The beginning of the movie seems to be about the relationship between Philip and Eliott. But the movie’s summary says it’s about Philip and his father. It also seems like it’s about Eliott and his roommate who is the sociologist. And it seems like it’s about Philip’s father and mother. And about Philip and his new love after Eliott deserts him. There is no clear thread connecting these stories what-so-ever.

Philip’s mother is one of those disgusting cows who thinks everything is about her house while she’s having an affair and her husband is leaving her for another man. But the way it’s shown, we’re supposed to feel sorry for her because everyone else is progressing and she’s been left behind. I do agree that the ability for people to openly express their sexual preferences is progress, but I do not agree that being homosexual is better than being heterosexual, so that cannot be thought to be progress inherently.

We are also supposed to feel sorry for Philip’s father because he’s been a closeted homosexual for more than 20 years.

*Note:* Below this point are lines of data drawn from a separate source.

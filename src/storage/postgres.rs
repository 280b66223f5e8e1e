use crate::analytics::models::{ClickEvent, Granularity, NewClick, RollupEntry};
use crate::cursor::CursorData;
use crate::storage::rows::{
    inserted_event, rows_to_events, rows_to_rollups, ClickRow, RollupRow, CLICK_COLUMNS,
};
use crate::storage::{ClickQuery, ClickScope, Storage, StorageResult};
use anyhow::Result;
use async_trait::async_trait;
use chrono::{DateTime, Utc};
use sqlx::postgres::PgPoolOptions;
use sqlx::PgPool;
use std::sync::Arc;

pub struct PostgresStorage {
    pool: Arc<PgPool>,
}

impl PostgresStorage {
    pub async fn new(database_url: &str, max_connections: u32) -> Result<Self> {
        let pool = PgPoolOptions::new()
            .max_connections(max_connections)
            .connect(database_url)
            .await?;
        Ok(Self {
            pool: Arc::new(pool),
        })
    }
}

#[async_trait]
impl Storage for PostgresStorage {
    async fn init(&self) -> Result<()> {
        sqlx::query(
            r#"
            CREATE TABLE IF NOT EXISTS clicks (
                id BIGSERIAL PRIMARY KEY,
                link_id TEXT NOT NULL,
                workspace_id TEXT,
                timestamp BIGINT NOT NULL,
                ip_hash TEXT NOT NULL,
                device TEXT NOT NULL,
                browser TEXT NOT NULL,
                os TEXT NOT NULL,
                referrer TEXT,
                referrer_type TEXT NOT NULL,
                referrer_source TEXT,
                country TEXT,
                utm_source TEXT,
                utm_medium TEXT,
                utm_campaign TEXT,
                utm_term TEXT,
                utm_content TEXT
            )
            "#,
        )
        .execute(self.pool.as_ref())
        .await?;

        sqlx::query("CREATE INDEX IF NOT EXISTS idx_clicks_link_time ON clicks(link_id, timestamp)")
            .execute(self.pool.as_ref())
            .await?;

        sqlx::query(
            "CREATE INDEX IF NOT EXISTS idx_clicks_workspace_time ON clicks(workspace_id, timestamp)",
        )
        .execute(self.pool.as_ref())
        .await?;

        sqlx::query(
            r#"
            CREATE TABLE IF NOT EXISTS click_rollups (
                link_id TEXT NOT NULL,
                granularity TEXT NOT NULL,
                bucket TEXT NOT NULL,
                clicks BIGINT NOT NULL,
                unique_clicks BIGINT NOT NULL,
                updated_at BIGINT NOT NULL,
                PRIMARY KEY (link_id, granularity, bucket)
            )
            "#,
        )
        .execute(self.pool.as_ref())
        .await?;

        Ok(())
    }

    async fn insert_click(&self, click: &NewClick) -> StorageResult<ClickEvent> {
        let utm = click.utm.clone().unwrap_or_default();

        let id = sqlx::query_scalar::<_, i64>(
            r#"
            INSERT INTO clicks (
                link_id, workspace_id, timestamp, ip_hash, device, browser, os,
                referrer, referrer_type, referrer_source, country,
                utm_source, utm_medium, utm_campaign, utm_term, utm_content
            )
            VALUES ($1, $2, $3, $4, $5, $6, $7, $8, $9, $10, $11, $12, $13, $14, $15, $16)
            RETURNING id
            "#,
        )
        .bind(&click.link_id)
        .bind(&click.workspace_id)
        .bind(click.timestamp.timestamp())
        .bind(&click.ip_hash)
        .bind(click.device.as_str())
        .bind(&click.browser)
        .bind(&click.os)
        .bind(&click.referrer)
        .bind(click.referrer_type.as_str())
        .bind(&click.referrer_source)
        .bind(&click.country)
        .bind(&utm.source)
        .bind(&utm.medium)
        .bind(&utm.campaign)
        .bind(&utm.term)
        .bind(&utm.content)
        .fetch_one(self.pool.as_ref())
        .await?;

        inserted_event(id, click)
    }

    async fn fetch_clicks(&self, query: &ClickQuery) -> StorageResult<Vec<ClickEvent>> {
        let (column, key) = match &query.scope {
            ClickScope::Link(id) => ("link_id", id),
            ClickScope::Workspace(id) => ("workspace_id", id),
        };

        let sql = format!(
            "SELECT {CLICK_COLUMNS} FROM clicks \
             WHERE {column} = $1 AND timestamp >= $2 AND timestamp <= $3 \
             ORDER BY timestamp DESC, id DESC \
             LIMIT $4"
        );

        let rows = sqlx::query_as::<_, ClickRow>(&sql)
            .bind(key)
            .bind(query.since.timestamp())
            .bind(query.until.timestamp())
            .bind(query.limit)
            .fetch_all(self.pool.as_ref())
            .await?;

        // Newest rows win the cap, callers get them oldest first
        let mut events = rows_to_events(rows)?;
        events.reverse();
        Ok(events)
    }

    async fn list_clicks_page(
        &self,
        link_id: &str,
        limit: i64,
        cursor: Option<&CursorData>,
    ) -> StorageResult<Vec<ClickEvent>> {
        let rows = match cursor {
            Some(cursor) => {
                let sql = format!(
                    "SELECT {CLICK_COLUMNS} FROM clicks \
                     WHERE link_id = $1 AND (timestamp, id) < ($2, $3) \
                     ORDER BY timestamp DESC, id DESC \
                     LIMIT $4"
                );
                sqlx::query_as::<_, ClickRow>(&sql)
                    .bind(link_id)
                    .bind(cursor.timestamp)
                    .bind(cursor.id)
                    .bind(limit)
                    .fetch_all(self.pool.as_ref())
                    .await?
            }
            None => {
                let sql = format!(
                    "SELECT {CLICK_COLUMNS} FROM clicks \
                     WHERE link_id = $1 \
                     ORDER BY timestamp DESC, id DESC \
                     LIMIT $2"
                );
                sqlx::query_as::<_, ClickRow>(&sql)
                    .bind(link_id)
                    .bind(limit)
                    .fetch_all(self.pool.as_ref())
                    .await?
            }
        };

        rows_to_events(rows)
    }

    async fn active_links(&self, since: DateTime<Utc>) -> StorageResult<Vec<String>> {
        let links = sqlx::query_scalar::<_, String>(
            r#"
            SELECT DISTINCT link_id FROM clicks
            WHERE timestamp >= $1
            ORDER BY link_id
            "#,
        )
        .bind(since.timestamp())
        .fetch_all(self.pool.as_ref())
        .await?;

        Ok(links)
    }

    async fn upsert_rollups(&self, entries: &[RollupEntry]) -> StorageResult<usize> {
        if entries.is_empty() {
            return Ok(0);
        }

        let now = Utc::now().timestamp();
        let mut tx = self.pool.begin().await?;

        for entry in entries {
            sqlx::query(
                r#"
                INSERT INTO click_rollups (link_id, granularity, bucket, clicks, unique_clicks, updated_at)
                VALUES ($1, $2, $3, $4, $5, $6)
                ON CONFLICT (link_id, granularity, bucket) DO UPDATE SET
                    clicks = EXCLUDED.clicks,
                    unique_clicks = EXCLUDED.unique_clicks,
                    updated_at = EXCLUDED.updated_at
                "#,
            )
            .bind(&entry.link_id)
            .bind(entry.granularity.as_str())
            .bind(&entry.bucket)
            .bind(entry.clicks as i64)
            .bind(entry.unique_clicks as i64)
            .bind(now)
            .execute(&mut *tx)
            .await?;
        }

        tx.commit().await?;

        Ok(entries.len())
    }

    async fn get_rollups(
        &self,
        link_id: &str,
        granularity: Granularity,
        since_bucket: &str,
    ) -> StorageResult<Vec<RollupEntry>> {
        let rows = sqlx::query_as::<_, RollupRow>(
            r#"
            SELECT link_id, granularity, bucket, clicks, unique_clicks
            FROM click_rollups
            WHERE link_id = $1 AND granularity = $2 AND bucket >= $3
            ORDER BY bucket ASC
            "#,
        )
        .bind(link_id)
        .bind(granularity.as_str())
        .bind(since_bucket)
        .fetch_all(self.pool.as_ref())
        .await?;

        rows_to_rollups(rows)
    }
}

Mostly though it seems like something he’s brought on himself by dishonesty. No one forced him to marry a woman and ruin her life too.

I don’t know where Eliott fit into things, except he was a gay man raised by two gay men and still managed to destroy his relationship with Philip. And Eliott’s roommate, the sociologist woman, suddenly bags her whole thesis near the end of the movie for no apparent reason except the movie is ending and she wants to be able to go out with Philip and his new love.

For the people writing the screenplay, please to be remembering not to put the plot and characters in the blender and taking out chunks at random. This movie was not worth watching, but throughout there were glimmers of movies which might have been fabulous.